When new Bergen Catholic head coach Nunzio Campanile met with star player Tanner McEvoy last February, the question was simple – do you want the ball four times a game or 40?
For McEvoy, the answer was simple. Previously one of the nation’s top athletes/wide receivers, the 6-foot-6 South Carolina recruit moved to quarterback and has become a top prospect at the position.
“He asked me ‘would you want to play quarterback or receiver? Do you want to touch the ball four times a game or 40 times a game?’” McEvoy said. “I’m thinking 40 times and we just stuck to it and just went with it.”
It was certainly a decision that paid off well for him and his Crusaders team. McEvoy was selected as New Jersey’s Offensive Player of the Year by The Star Ledger after tossing for 2,264 yards and 32 touchdowns and rushing for 1,196 yards and 14 touchdowns. With McEvoy under center, Bergen Catholic went 10-2, reaching the Non-Public, Group 4 finals and finishing the season as the state’s No. 2 team.
“Physically I wasn’t so surprised because I knew he was a really talented athlete,” said Campanile, considered one of the state’s top offensive coaches. “But his understanding of the game and his mental capacity of the game was very impressive to me. I figured he’d be a great player, but I didn’t know he’d be as smart a player as he is. He’s a pretty cerebral guy when it comes to football.”
“I picked it up pretty easily,” McEvoy said. “Coach really helped me out with the footwork and the arm motion, but with everything else the athleticism kind of took over and I just rolled with that.”
McEvoy, who selected the Gamecocks over North Carolina, Rutgers, Michigan and countless others, had been a wide receiver and recruited to play there. Many of those offers started to change after McEvoy sent out his summer film at quarterback from scrimmages and 7-on-7s.
Some schools expressed their doubts when McEvoy told them he wanted to be a QB in college, but South Carolina was one of the first schools to offer McEvoy as a quarterback. McEvoy was already familiar with the school as his mother, aunt and uncle all attended USC. The resume of coaches Steve Spurrier and G.A. Mangus with young signal callers made the Gamecocks an appealing option.
“Those two guys are great quarterback coaches,” McEvoy said. “They should prepare me well for the next level. I’m looking forward to having them as my coaches. Obviously Coach Spurrier has been a great quarterback coach for many years. He’s a legend. And Coach Mangus is a great guy too. He played for Coach Spurrier too so they know a little something about the position.”

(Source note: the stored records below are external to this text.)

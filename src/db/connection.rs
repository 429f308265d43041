use std::{
    fmt,
    path::{Path, PathBuf},
    sync::{mpsc, Arc, Mutex},
    thread::{self, JoinHandle},
};

use anyhow::Context;
use log::{error, info};
use rusqlite::Connection;
use tokio::sync::oneshot;

use crate::{
    config::{DbConfig, StoreLocation},
    db::migrations::run_migrations,
    error::{DbError, Result},
};

type DbTask = Box<dyn FnOnce(&mut Connection) + Send + 'static>;

enum DbCommand {
    Execute(DbTask),
    Shutdown,
}

struct DatabaseInner {
    sender: mpsc::Sender<DbCommand>,
    worker: Mutex<Option<JoinHandle<()>>>,
}

impl Drop for DatabaseInner {
    fn drop(&mut self) {
        let mut guard = match self.worker.lock() {
            Ok(guard) => guard,
            Err(poisoned) => poisoned.into_inner(),
        };

        if let Some(handle) = guard.take() {
            if let Err(err) = self.sender.send(DbCommand::Shutdown) {
                error!("Failed to send shutdown to DB thread: {err}");
            }
            if let Err(join_err) = handle.join() {
                error!("Failed to join DB thread: {join_err:?}");
            }
        }
    }
}

/// Embedded SQLite document store. All statements run on one worker thread;
/// clones share that thread.
#[derive(Clone)]
pub struct Database {
    inner: Arc<DatabaseInner>,
    name: Arc<str>,
    path: Option<Arc<PathBuf>>,
}

impl fmt::Debug for Database {
    fn fmt(&self, f: &mut fmt::Formatter<'_>) -> fmt::Result {
        f.debug_struct("Database")
            .field("name", &self.name)
            .field("path", &self.path())
            .finish()
    }
}

impl Database {
    pub fn open(config: &DbConfig) -> Result<Self> {
        Self::spawn(config).map_err(|err| DbError::StoreUnavailable(format!("{err:#}")))
    }

    fn spawn(config: &DbConfig) -> anyhow::Result<Self> {
        let path = match &config.location {
            StoreLocation::File(path) => {
                if let Some(parent) = path.parent() {
                    std::fs::create_dir_all(parent).with_context(|| {
                        format!("failed to create database directory {}", parent.display())
                    })?;
                }
                Some(path.clone())
            }
            StoreLocation::Memory => None,
        };

        let (command_tx, command_rx) = mpsc::channel::<DbCommand>();
        let (ready_tx, ready_rx) = mpsc::channel();
        let path_for_thread = path.clone();

        let worker = thread::Builder::new()
            .name(format!("streamdb-{}", config.name))
            .spawn(move || {
                let opened = match &path_for_thread {
                    Some(path) => Connection::open(path),
                    None => Connection::open_in_memory(),
                };
                let mut conn = match opened {
                    Ok(connection) => connection,
                    Err(err) => {
                        let _ = ready_tx.send(Err(anyhow::Error::new(err)
                            .context("failed to open SQLite database")));
                        return;
                    }
                };

                if path_for_thread.is_some() {
                    if let Err(err) = conn.pragma_update(None, "journal_mode", "WAL") {
                        error!("Failed to enable WAL mode: {err}");
                    }
                }

                let init_result =
                    run_migrations(&mut conn).context("failed to run database migrations");
                if ready_tx.send(init_result).is_err() {
                    error!("DB initialization receiver dropped before ready signal");
                    return;
                }

                while let Ok(command) = command_rx.recv() {
                    match command {
                        DbCommand::Execute(task) => {
                            task(&mut conn);
                        }
                        DbCommand::Shutdown => break,
                    }
                }

                info!("Database thread shutting down");
            })
            .with_context(|| "failed to spawn database worker thread")?;

        ready_rx
            .recv()
            .context("database worker exited before signaling readiness")??;

        match &path {
            Some(path) => info!("Database '{}' initialized at {}", config.name, path.display()),
            None => info!("Database '{}' initialized in memory", config.name),
        }

        Ok(Self {
            inner: Arc::new(DatabaseInner {
                sender: command_tx,
                worker: Mutex::new(Some(worker)),
            }),
            name: Arc::from(config.name.as_str()),
            path: path.map(Arc::new),
        })
    }

    pub fn name(&self) -> &str {
        &self.name
    }

    /// `None` for in-memory databases.
    pub fn path(&self) -> Option<&Path> {
        self.path.as_deref().map(PathBuf::as_path)
    }

    pub async fn execute<F, T>(&self, task: F) -> Result<T>
    where
        F: FnOnce(&mut Connection) -> anyhow::Result<T> + Send + 'static,
        T: Send + 'static,
    {
        let sender = self.inner.sender.clone();
        let (reply_tx, reply_rx) = oneshot::channel();

        let command = DbCommand::Execute(Box::new(move |conn| {
            let result = task(conn);
            if reply_tx.send(result).is_err() {
                error!("DB caller dropped before receiving result");
            }
        }));

        sender.send(command).map_err(|err| {
            DbError::StoreUnavailable(format!("failed to send command to DB thread: {err}"))
        })?;

        reply_rx
            .await
            .map_err(|_| {
                DbError::StoreUnavailable("database thread terminated unexpectedly".into())
            })?
            .map_err(DbError::from)
    }

    #[cfg(test)]
    pub(crate) fn shutdown_worker(&self) {
        if let Err(err) = self.inner.sender.send(DbCommand::Shutdown) {
            error!("Failed to send shutdown to DB thread: {err}");
        }
    }
}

Spurrier and Mangus will have an intriguing prospect on their hands when McEvoy arrives on campus. With his combination of size, throwing arm and quickness, both McEvoy and Campanile struggled to come up with a comparable quarterback.
McEvoy’s relative lack of experience at the position might create the perception that he’s more of a project. He and Campanile believe that the lack of experience at the position could prove to be beneficial in the long run.
“The way I look at it, there’s a lot I can learn,” McEvoy said. “I haven’t grown up doing the same thing (for years). I can change and do things better so I’m really looking forward to getting down there.”
“He may not be a finished product yet, but he’s an easier player to mold than a lot of guys because he really doesn’t have a lot of bad habits,” Campanile said. “A lot of what he did was through one year of hard work and natural ability. He’s only going to get better.”
Campanile would know. Considered one of the top offensive minds in New Jersey, he coached NFL signal caller Ryan Teel, Tennessee’s Matt Simms and Rutgers recruit Gary Nova when he was the offensive coordinator for national power Don Bosco Prep, Bergen Catholic’s arch-rival.
Campanile was also the first person to tell McEvoy that he should become a quarterback. When McEvoy was in sixth grade, he would attend the football summer camps at Don Bosco. He would often line up with the running backs, but even then Campanile felt his future would be under center.
“I was always telling him you should be a quarterback,” Campanile said. “He had that tall, long body, he was a great athlete. He could rip it even then. It’s kind of odd that we got together for his senior year.”